Dignity in death comes with confidence in God

Earlier this year the sordid culture of death found another hero. Marcel Tremblay killed himself in Ottawa, after announcing that he wished to "die with dignity". One of the many tragedies of this event was that dignity was the very last thing with which the 78-year-old man died.
He became a minor player in a circus. No glorious death on a metaphorical battlefield here, but a lonely and sad dribbling away with a plastic bag around his head. That the media were made aware of all of this at every stage only goes to prove just how exploitative and lacking in grace it all was.
There is something achingly macabre about the whole process. He went out for dinner with his friends and family before the event, where they made jokes and told tales. A few journalists wrote stories about him, talk-radio warriors gave their opinions, lawyers prepared briefs. Not dignity but despair.
The basic contradiction, the obvious inconsistency, is that the man was able to enjoy good food and good humour right up until his death. He gave interviews, was cogent and clear, could walk and talk, consider alternatives and arguments. This in itself indicates a quality of life that he and his people denied existed.
Please don't tell me about pain and suffering. My father died of cancer of the spine, after surviving a serious stroke and having lived for thirty years with psoriasis and arthritis. But then my dad was brave and not afraid of life's challenges. Not afraid of death's sting either and would have told the right to die mob to take a hike.
My mother has severe dementia. The words she utters no longer make any sense, she can seldom feed herself and she tends to wander. This intensely intelligent and startlingly kind woman has been deprived of so much of what made her who she was.
Yet the essential, the core, is still there. She is still the same person and the same soul. Yes, the soul. Created and given by God. To sacrifice my mother as a martyr on the black altar of euthanasia would be an obscenity beyond compare. That splendid and sagacious writer G. K. Chesterton once said, "The man who kills a man, kills a man. The man who kills himself, kills all men; as far as he is concerned he wipes out the world." Quite so.
The poor wretch in Ottawa was a victim of societal pressures and expectations; even if he wasn't aware of it. I will not comment on his family but I will say that if either of my parents reached the point where they wanted life to end I would feel that I had been a personal failure.
I would ask why had I not found the right medical, spiritual and emotional support for them? Why had I not convinced them that life was good and that the sight of playing grandchildren, a new dawn, an old friend was worth the fight?
Virtually all pain can be controlled and experts in the field of dying and terminal illness agree that it is depression and the fear of a painful death that invariably cause the most distress.

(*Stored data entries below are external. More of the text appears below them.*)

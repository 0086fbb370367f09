use chrono::NaiveDate;
use serde::Serialize;

use crate::error::{AppError, Result};
use crate::model::{ReturnSeries, WeightVector};

/// Produces fresh target weights at a rebalance step.
///
/// `equity_history` holds the portfolio values for steps `0..step`, so an
/// implementation can never observe the outcome of the step it allocates for.
pub trait AllocationStrategy {
    fn compute(&mut self, step: usize, equity_history: &[f64]) -> WeightVector;
}

impl<F> AllocationStrategy for F
where
    F: FnMut(usize, &[f64]) -> WeightVector,
{
    fn compute(&mut self, step: usize, equity_history: &[f64]) -> WeightVector {
        self(step, equity_history)
    }
}

#[derive(Debug, Clone, Copy, PartialEq)]
pub struct SimulationParams {
    pub initial_capital: f64,
    pub rebalance_frequency: usize,
    /// Cost rate per unit of turnover.
    pub transaction_cost: f64,
}

impl Default for SimulationParams {
    fn default() -> Self {
        Self {
            initial_capital: 1_000_000.0,
            rebalance_frequency: 21,
            transaction_cost: 0.0005,
        }
    }
}

impl SimulationParams {
    pub fn validate(&self) -> Result<()> {
        if !self.initial_capital.is_finite() || self.initial_capital <= 0.0 {
            return Err(AppError::invalid_config(format!(
                "initial_capital must be positive (got {})",
                self.initial_capital
            )));
        }
        if self.rebalance_frequency == 0 {
            return Err(AppError::invalid_config("rebalance_frequency must be >= 1"));
        }
        if !(0.0..1.0).contains(&self.transaction_cost) {
            return Err(AppError::invalid_config(format!(
                "transaction_cost must be in [0, 1) (got {})",
                self.transaction_cost
            )));
        }
        Ok(())
    }
}

/// Rebalance cadence shared by the batch engine and the real-time session.
#[derive(Debug, Clone, Copy, PartialEq, Eq)]
pub struct RebalanceSchedule {
    frequency: usize,
}

impl RebalanceSchedule {
    pub fn new(frequency: usize) -> Self {
        Self {
            frequency: frequency.max(1),
        }
    }

    pub fn frequency(&self) -> usize {
        self.frequency
    }

    /// Step 0 never rebalances; afterwards a step is due on the cadence or
    /// whenever nothing is held yet.
    pub fn is_due(&self, step: usize, has_weights: bool) -> bool {
        step >= 1 && (step % self.frequency == 0 || !has_weights)
    }
}

/// Weighted sum of one step's asset returns. Undefined returns contribute 0.
pub fn daily_return(weights: &WeightVector, tickers: &[String], row: &[f64]) -> f64 {
    weights
        .aligned_to(tickers)
        .iter()
        .zip(row.iter())
        .map(|(w, r)| if r.is_finite() { w * r } else { 0.0 })
        .sum()
}

#[derive(Debug, Clone, PartialEq, Serialize)]
pub struct RebalanceEvent {
    pub step: usize,
    pub date: NaiveDate,
    pub weights: WeightVector,
    pub turnover: f64,
    pub cost: f64,
}

#[derive(Debug, Clone, PartialEq, Serialize)]
pub struct SimulationResult {
    pub dates: Vec<NaiveDate>,
    pub values: Vec<f64>,
    pub rebalances: Vec<RebalanceEvent>,
}

impl SimulationResult {
    pub fn final_value(&self) -> Option<f64> {
        self.values.last().copied()
    }
}

/// Step-by-step backtest loop over a return series.
#[derive(Debug, Clone)]
pub struct SimulationEngine {
    params: SimulationParams,
    schedule: RebalanceSchedule,
}

impl SimulationEngine {
    pub fn new(params: SimulationParams) -> Result<Self> {
        params.validate()?;
        Ok(Self {
            schedule: RebalanceSchedule::new(params.rebalance_frequency),
            params,
        })
    }

    pub fn params(&self) -> &SimulationParams {
        &self.params
    }

    pub fn schedule(&self) -> RebalanceSchedule {
        self.schedule
    }

    pub fn run<S>(&self, returns: &ReturnSeries, strategy: &mut S) -> SimulationResult
    where
        S: AllocationStrategy + ?Sized,
    {
        let n = returns.len();
        if n == 0 {
            return SimulationResult {
                dates: Vec::new(),
                values: Vec::new(),
                rebalances: Vec::new(),
            };
        }

        let tickers = returns.tickers();
        let mut values = Vec::with_capacity(n);
        values.push(self.params.initial_capital);
        let mut held: Option<WeightVector> = None;
        let mut rebalances = Vec::new();

        for step in 1..n {
            let mut cost = 0.0;
            if self.schedule.is_due(step, held.is_some()) {
                let weights = strategy.compute(step, &values[..step]);
                let turnover = weights.turnover(held.as_ref());
                cost = self.params.transaction_cost * turnover;
                rebalances.push(RebalanceEvent {
                    step,
                    date: returns.date(step),
                    weights: weights.clone(),
                    turnover,
                    cost,
                });
                held = Some(weights);
            }

            let r = held
                .as_ref()
                .map(|w| daily_return(w, tickers, returns.row(step)))
                .unwrap_or(0.0);
            let prev = values[step - 1];
            values.push(prev * (1.0 + r - cost));
        }

        tracing::info!(
            steps = n,
            rebalances = rebalances.len(),
            final_value = values.last().copied().unwrap_or_default(),
            "Simulation completed"
        );

        SimulationResult {
            dates: returns.dates().to_vec(),
            values,
            rebalances,
        }
    }
}
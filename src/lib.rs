pub mod allocation;
pub mod backtest;
pub mod config;
pub mod data;
pub mod decision_log;
pub mod error;
pub mod input;
pub mod metrics;
pub mod model;
pub mod pipeline;
pub mod regime;
pub mod risk_overlay;
pub mod runtime;
pub mod simulation;
pub mod stress;
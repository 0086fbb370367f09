use std::path::{Path, PathBuf};

use chrono::NaiveDate;
use serde::Deserialize;

use crate::error::{AppError, Result};
use crate::model::{FeatureSet, ReturnSeries};

/// Aligned return series and feature tables for one run.
#[derive(Debug, Clone, PartialEq)]
pub struct MarketData {
    pub returns: ReturnSeries,
    pub features: FeatureSet,
}

impl MarketData {
    pub fn new(returns: ReturnSeries, features: FeatureSet) -> Result<Self> {
        if features.len() != returns.len() {
            return Err(AppError::data_unavailable(format!(
                "feature set has {} steps, return series has {}",
                features.len(),
                returns.len()
            )));
        }
        for step in 0..features.len() {
            if let Some(row) = features.momentum(step) {
                if row.len() != returns.n_assets() {
                    return Err(AppError::data_unavailable(format!(
                        "momentum row {} has {} values, expected {}",
                        step,
                        row.len(),
                        returns.n_assets()
                    )));
                }
            }
        }
        Ok(Self { returns, features })
    }

    pub fn len(&self) -> usize {
        self.returns.len()
    }

    pub fn is_empty(&self) -> bool {
        self.returns.is_empty()
    }

    pub fn tickers(&self) -> &[String] {
        self.returns.tickers()
    }

    pub fn slice(&self, start: usize, end: usize) -> Self {
        Self {
            returns: self.returns.slice(start, end),
            features: self.features.slice(start, end),
        }
    }

    /// Same features over a derived return series with the same index.
    pub fn with_returns(&self, returns: ReturnSeries) -> Result<Self> {
        Self::new(returns, self.features.clone())
    }
}

/// Upstream provider of cleaned, look-ahead-free market data.
pub trait MarketDataSource {
    fn load(&self) -> Result<MarketData>;
}

impl MarketDataSource for MarketData {
    fn load(&self) -> Result<MarketData> {
        Ok(self.clone())
    }
}

type Table = Vec<Vec<Option<f64>>>;

#[derive(Debug, Deserialize)]
struct SnapshotFile {
    tickers: Vec<String>,
    dates: Vec<NaiveDate>,
    returns: Table,
    features: SnapshotFeatures,
}

#[derive(Debug, Deserialize)]
struct SnapshotFeatures {
    volatility: Table,
    drawdown: Table,
    trend: Table,
    #[serde(default)]
    momentum: Option<Table>,
}

fn to_nan(table: Table) -> Vec<Vec<f64>> {
    table
        .into_iter()
        .map(|row| row.into_iter().map(|v| v.unwrap_or(f64::NAN)).collect())
        .collect()
}

/// JSON snapshot of returns and features. `null` entries are read as missing.
#[derive(Debug, Clone)]
pub struct JsonFileSource {
    path: PathBuf,
}

impl JsonFileSource {
    pub fn new(path: impl Into<PathBuf>) -> Self {
        Self { path: path.into() }
    }

    pub fn path(&self) -> &Path {
        &self.path
    }

    pub fn parse(contents: &str) -> Result<MarketData> {
        let file: SnapshotFile = serde_json::from_str(contents)?;
        let n = file.dates.len();
        let returns = ReturnSeries::new(file.tickers, file.dates, to_nan(file.returns))?;
        let momentum = match file.features.momentum {
            Some(table) => to_nan(table),
            None => vec![Vec::new(); n],
        };
        let features = FeatureSet::new(
            to_nan(file.features.volatility),
            to_nan(file.features.drawdown),
            to_nan(file.features.trend),
            momentum,
        )?;
        MarketData::new(returns, features)
    }
}

impl MarketDataSource for JsonFileSource {
    fn load(&self) -> Result<MarketData> {
        let contents = std::fs::read_to_string(&self.path).map_err(|e| {
            AppError::data_unavailable(format!("failed to read {}: {}", self.path.display(), e))
        })?;
        let data = Self::parse(&contents)?;
        tracing::info!(
            path = %self.path.display(),
            steps = data.len(),
            assets = data.tickers().len(),
            "Market data loaded"
        );
        Ok(data)
    }
}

Indeed it is what seems to be the case in this latest engineered drama. Anxiety about an inevitable passing that could be unpleasant and, important this, out of one's control. But that is what defines death. It is out of our control. Here, surely, is the essence of the argument.
The modern age screams against loss of authority. We must always be in control of the situation. Resist ageing, resist decline, and resist anything that doesn't appeal to us for any reason at any time. Death is the only taboo left. How appropriate it is, then, that the great egalitarian blade comes for us all.
We can shout and moan and complain but in the end we can do nothing. We slide and slip into the beyond. If we are confident that this life is merely the land of shadows, that real life hasn't begun yet, then death is of only passing fear.
But if we have no such confidence, we have to die pretending that we are still in charge. A shame. Because a genuinely dignified death has nothing to do with plastic bags and reporters.